Post-silicon patching for verification/debugging with high-level models and programmable logic

Due to continuous increase of design complexity in SoC development, the time required for post-silicon verification and debugging keeps increasing especially for electrical errors and very corner case bugs (which happen in extreme rare but actual situations), and it is now understood that some sort of programmability in silicon is essential to reduce the time for post-silicon verification and debugging. In this paper, we discuss partial use of in-field programmability in control parts of circuits for post-silicon debugging processes for electrical errors and corner case logical bugs.

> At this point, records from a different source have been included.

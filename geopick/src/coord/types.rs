//! Coordinate type definitions

use std::fmt;

/// Valid latitude range
pub const MIN_LAT: f64 = -90.0;
pub const MAX_LAT: f64 = 90.0;

/// Valid longitude range
pub const MIN_LON: f64 = -180.0;
pub const MAX_LON: f64 = 180.0;

/// Web Mercator latitude limit used for tile math.
pub const MERCATOR_MAX_LAT: f64 = 85.05112878;

/// Zoom range accepted by tile math
pub const MIN_ZOOM: u8 = 0;
pub const MAX_ZOOM: u8 = 22;

/// Decimal digits kept on coordinates produced by map interaction.
pub const PRECISION_DIGITS: i32 = 6;

/// A geographic point that is always set.
///
/// This is the shape engines and markers work with. The public order is
/// always latitude first; engines that think in (longitude, latitude)
/// translate at their own boundary.
#[derive(Debug, Clone, Copy, PartialEq)]
pub struct LatLng {
    /// Latitude in degrees (-90 to 90)
    pub lat: f64,
    /// Longitude in degrees (-180 to 180)
    pub lng: f64,
}

impl LatLng {
    pub const fn new(lat: f64, lng: f64) -> Self {
        Self { lat, lng }
    }

    /// Returns this point with both axes limited to [`PRECISION_DIGITS`].
    pub fn with_precision(self) -> Self {
        Self {
            lat: super::limit_precision(self.lat),
            lng: super::limit_precision(self.lng),
        }
    }

    /// Checks both axes against the geographic ranges.
    pub fn validate(&self) -> Result<(), CoordError> {
        if !self.lat.is_finite() || !(MIN_LAT..=MAX_LAT).contains(&self.lat) {
            return Err(CoordError::InvalidLatitude(self.lat));
        }
        if !self.lng.is_finite() || !(MIN_LON..=MAX_LON).contains(&self.lng) {
            return Err(CoordError::InvalidLongitude(self.lng));
        }
        Ok(())
    }
}

impl fmt::Display for LatLng {
    fn fmt(&self, f: &mut fmt::Formatter<'_>) -> fmt::Result {
        write!(f, "{:.6}, {:.6}", self.lat, self.lng)
    }
}

/// The bindable coordinate value.
///
/// Both fields `None` means "unset". A coordinate with only one axis set is
/// kept as given but is not [`valid`](Coordinate::as_lat_lng).
#[derive(Debug, Clone, Copy, PartialEq, Default)]
pub struct Coordinate {
    pub lat: Option<f64>,
    pub lng: Option<f64>,
}

impl Coordinate {
    /// The unset coordinate.
    pub const UNSET: Self = Self {
        lat: None,
        lng: None,
    };

    pub const fn new(lat: f64, lng: f64) -> Self {
        Self {
            lat: Some(lat),
            lng: Some(lng),
        }
    }

    /// True when neither axis is set.
    pub fn is_unset(&self) -> bool {
        self.lat.is_none() && self.lng.is_none()
    }

    /// Returns the point when both axes are set.
    pub fn as_lat_lng(&self) -> Option<LatLng> {
        match (self.lat, self.lng) {
            (Some(lat), Some(lng)) => Some(LatLng { lat, lng }),
            _ => None,
        }
    }

    /// Returns the coordinate with every set axis limited to [`PRECISION_DIGITS`].
    pub fn with_precision(self) -> Self {
        Self {
            lat: self.lat.map(super::limit_precision),
            lng: self.lng.map(super::limit_precision),
        }
    }
}

impl From<LatLng> for Coordinate {
    fn from(point: LatLng) -> Self {
        Self::new(point.lat, point.lng)
    }
}

impl fmt::Display for Coordinate {
    fn fmt(&self, f: &mut fmt::Formatter<'_>) -> fmt::Result {
        match self.as_lat_lng() {
            Some(point) => point.fmt(f),
            None => write!(f, "unset"),
        }
    }
}

/// Tile coordinates in the Web Mercator / Slippy Map system.
#[derive(Debug, Clone, Copy, PartialEq, Eq, Hash)]
pub struct TileCoord {
    /// Y coordinate (north-south), 0 at north
    pub row: u32,
    /// X coordinate (east-west), 0 at west
    pub col: u32,
    /// Zoom level
    pub zoom: u8,
}

/// Errors that can occur during coordinate validation or conversion.
#[derive(Debug, Clone, PartialEq)]
pub enum CoordError {
    /// Latitude is outside the valid range
    InvalidLatitude(f64),
    /// Longitude is outside the valid range
    InvalidLongitude(f64),
    /// Zoom level is outside the valid range
    InvalidZoom(u8),
}

impl fmt::Display for CoordError {
    fn fmt(&self, f: &mut fmt::Formatter<'_>) -> fmt::Result {
        match self {
            CoordError::InvalidLatitude(lat) => {
                write!(
                    f,
                    "Invalid latitude: {} (must be between {} and {})",
                    lat, MIN_LAT, MAX_LAT
                )
            }
            CoordError::InvalidLongitude(lon) => {
                write!(
                    f,
                    "Invalid longitude: {} (must be between {} and {})",
                    lon, MIN_LON, MAX_LON
                )
            }
            CoordError::InvalidZoom(zoom) => {
                write!(
                    f,
                    "Invalid zoom level: {} (must be between {} and {})",
                    zoom, MIN_ZOOM, MAX_ZOOM
                )
            }
        }
    }
}

impl std::error::Error for CoordError {}
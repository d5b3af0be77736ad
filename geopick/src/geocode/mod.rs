//! Reverse geocoding abstraction
//!
//! Normalizes external reverse geocoding services behind one interface.
//! Every backend performs a single HTTP request per lookup and resolves to
//! `None` on any failure; the failure itself is only logged.
//!
//! # Factory Pattern
//!
//! ```ignore
//! use geopick::geocode::{AsyncReqwestClient, GeocoderConfig, GeocoderFactory, ReverseGeocoder};
//!
//! let factory = GeocoderFactory::new(AsyncReqwestClient::new()?);
//! let geocoder = factory.create(&GeocoderConfig::nominatim())?;
//! if let Some(result) = geocoder.reverse_geocode(51.5074, -0.1278).await {
//!     println!("{}", result.display_name);
//! }
//! ```

mod factory;
mod format;
mod google;
mod http;
mod nominatim;
mod set;
mod types;

pub use factory::{Geocoder, GeocoderConfig, GeocoderFactory};
pub use format::format_address;
pub use google::{map_components, AddressComponent, GoogleGeocoder, DEFAULT_GOOGLE_URL};
pub use http::{AsyncHttpClient, AsyncReqwestClient, DEFAULT_TIMEOUT_SECS, DEFAULT_USER_AGENT};
pub use nominatim::{NominatimGeocoder, DEFAULT_NOMINATIM_URL};
pub use set::GeocoderSet;
pub use types::{GeocodeError, GeocodeResult, GeocodingService, ReverseGeocoder, StructuredAddress};

#[cfg(test)]
pub use http::tests::MockAsyncHttpClient;
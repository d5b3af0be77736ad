//! Vector style engine.
//!
//! Stands in for a vector-style library that works in (lng, lat) order.
//! Accepts style documents and also plain raster tiles, which such
//! libraries wrap in a one-layer style.

use std::sync::Arc;

use super::raster::tiles;
use super::sdk::{AxisOrder, BaseLayer, MapSdk};
use super::types::{EngineError, EngineKind, MapSourceConfig};

/// Style used when no source is given.
pub const DEMO_STYLE_URL: &str = "https://demotiles.maplibre.org/style.json";

pub struct VectorStyleEngine {
    sdk: Arc<dyn MapSdk>,
}

impl VectorStyleEngine {
    const AXIS: AxisOrder = AxisOrder::LngLat;

    pub fn new(sdk: Arc<dyn MapSdk>) -> Self {
        Self { sdk }
    }

    fn base_layer(&self, source: &MapSourceConfig) -> Result<BaseLayer, EngineError> {
        match source {
            MapSourceConfig::VectorStyle { style_url } => Ok(BaseLayer::Style {
                style_url: style_url.clone(),
            }),
            MapSourceConfig::RasterTiles {
                url_template,
                attribution,
                max_zoom,
            } => Ok(tiles(url_template, attribution, *max_zoom)),
            MapSourceConfig::Default => Ok(BaseLayer::Style {
                style_url: DEMO_STYLE_URL.to_string(),
            }),
            MapSourceConfig::Hosted { .. } => Err(EngineError::UnsupportedSource {
                engine: EngineKind::VectorStyle,
                source_kind: source.variant_name(),
            }),
        }
    }
}

sdk_engine!(VectorStyleEngine, EngineKind::VectorStyle);
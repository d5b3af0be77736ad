//! Map components
//!
//! - [`BaseMap`] - one engine session per container, reinitialized on
//!   engine or source change and torn down exactly once
//! - [`InputMap`] - two-way bound coordinate picked by click, crosshair or drag
//! - [`DisplayMap`] - read-only marker at a given coordinate
//! - [`MapStyle`] - basemap presets shared by every map

mod base;
mod display;
mod input;
mod style;

pub use base::{BaseMap, MapStatus};
pub use display::DisplayMap;
pub use input::{InputMap, InputMode};
pub use style::{MapStyle, UnknownStyle};
//! Configuration file handling for ~/.geopick/config.ini.
//!
//! Loads and saves user configuration with sensible defaults.
//! Settings structs live in [`super::settings`], constants in [`super::defaults`],
//! parsing in [`super::parser`], and serialization in [`super::writer`].

use ini::Ini;
use std::path::{Path, PathBuf};
use std::time::Duration;
use thiserror::Error;

use super::settings::ConfigFile;

use super::credentials::resolve_google_api_key;
use crate::geocode::GeocoderConfig;

/// Configuration file errors.
#[derive(Debug, Error)]
pub enum ConfigFileError {
    /// Failed to read config file
    #[error("Failed to read config file: {0}")]
    ReadError(#[from] ini::Error),

    /// Failed to write config file
    #[error("Failed to write config file: {0}")]
    WriteError(String),

    /// Invalid configuration value
    #[error("Invalid configuration: {section}.{key} = '{value}' - {reason}")]
    InvalidValue {
        section: String,
        key: String,
        value: String,
        reason: String,
    },

    /// Failed to create config directory
    #[error("Failed to create config directory: {0}")]
    DirectoryError(std::io::Error),
}

impl ConfigFile {
    /// Load configuration from the default path (~/.geopick/config.ini).
    ///
    /// If the file doesn't exist, returns defaults.
    pub fn load() -> Result<Self, ConfigFileError> {
        Self::load_from(&config_file_path())
    }

    /// Load configuration from a specific path.
    ///
    /// If the file doesn't exist, returns defaults.
    pub fn load_from(path: &Path) -> Result<Self, ConfigFileError> {
        if !path.exists() {
            return Ok(Self::default());
        }

        let ini = Ini::load_from_file(path)?;
        super::parser::parse_ini(&ini)
    }

    /// Save configuration to the default path.
    pub fn save(&self) -> Result<(), ConfigFileError> {
        self.save_to(&config_file_path())
    }

    /// Save configuration to a specific path.
    pub fn save_to(&self, path: &Path) -> Result<(), ConfigFileError> {
        if let Some(parent) = path.parent() {
            std::fs::create_dir_all(parent).map_err(ConfigFileError::DirectoryError)?;
        }

        let content = super::writer::to_config_string(self);
        std::fs::write(path, content).map_err(|e| ConfigFileError::WriteError(e.to_string()))
    }

    /// Create the default config file if it doesn't exist.
    ///
    /// Returns the path to the config file.
    pub fn ensure_exists() -> Result<PathBuf, ConfigFileError> {
        let path = config_file_path();
        if !path.exists() {
            Self::default().save_to(&path)?;
        }
        Ok(path)
    }

    /// The Google key after applying the environment override.
    pub fn google_api_key(&self) -> Option<String> {
        resolve_google_api_key(self.google.api_key.as_deref())
    }

    /// Debounce window for reverse geocoding.
    pub fn debounce(&self) -> Duration {
        Duration::from_millis(self.geocoding.debounce_ms)
    }

    /// Geocoder configurations for every supported service.
    pub fn geocoder_configs(&self) -> Vec<GeocoderConfig> {
        vec![
            GeocoderConfig::Nominatim {
                base_url: self.geocoding.nominatim_url.clone(),
                user_agent: self.geocoding.user_agent.clone(),
            },
            GeocoderConfig::Google {
                api_key: self.google_api_key(),
                base_url: self.geocoding.google_url.clone(),
            },
        ]
    }
}

/// Get the path to the config directory (~/.geopick).
pub fn config_directory() -> PathBuf {
    dirs::home_dir()
        .unwrap_or_else(|| PathBuf::from("."))
        .join(".geopick")
}

/// Get the path to the config file (~/.geopick/config.ini).
pub fn config_file_path() -> PathBuf {
    config_directory().join("config.ini")
}
//! INI serialization logic for converting `ConfigFile` → INI string.

use super::settings::ConfigFile;

/// Convert a `ConfigFile` to a commented INI string for saving.
pub(super) fn to_config_string(config: &ConfigFile) -> String {
    let api_key = config.google.api_key.as_deref().unwrap_or("");
    let map_id = config.google.map_id.as_deref().unwrap_or("");

    format!(
        r#"[geocoding]
; Reverse geocoding service:
;   nominatim - OpenStreetMap Nominatim (free, no key required)
;   google    - Google Geocoding API (requires [google] api_key)
service = {}
; Nominatim server root (change when self-hosting)
nominatim_url = {}
; Google Maps Platform host root
google_url = {}
; Quiet period after the last coordinate change before a lookup fires
debounce_ms = {}
; HTTP timeout in seconds
timeout_secs = {}
; User-Agent sent to Nominatim (its usage policy requires an identifying agent)
user_agent = {}

[google]
; Google Maps Platform API key, shared by the google geocoder and the hosted map engine.
; The GOOGLE_MAPS_API_KEY environment variable takes precedence.
api_key = {}
; Optional cloud map id for the hosted map engine
map_id = {}

[map]
; Input map engine: raster, vector, feature, hosted
engine = {}
; Basemap style preset: standard, light, topo
style = {}
; Initial zoom level (0-22)
zoom = {}
; Initial map center
default_lat = {}
default_lng = {}

[logging]
; Log file path
file = {}
"#,
        config.geocoding.service,
        config.geocoding.nominatim_url,
        config.geocoding.google_url,
        config.geocoding.debounce_ms,
        config.geocoding.timeout_secs,
        config.geocoding.user_agent,
        api_key,
        map_id,
        config.map.engine.id(),
        config.map.style.id(),
        config.map.zoom,
        config.map.default_lat,
        config.map.default_lng,
        config.logging.file.to_string_lossy(),
    )
}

Our method deals with RTL designs in FSMD (Finite State Machine with Datapath) by adding partially in-field programmability, called “patch logic”, in their control parts. If designs are given in high level like C-based designs, by using our high level synthesis techniques, they are first synthesized to include such in-field programmability in the control parts of the synthesized RTL automatically. With patch logic we can dynamically change the behaviors of circuits in such a way that state transition sequences as well as values of internal values are traced based on user requests. Our patch logic can also check if there is an electrical errors or not periodically. Assuming that electrical errors occur very infrequently, an error can be detected by comparing the equivalence on the results of duplicated computations. Through experiments we discuss the area, timing, and power overhead due to the patch logic and also show results on electrical error detection with duplicated computations.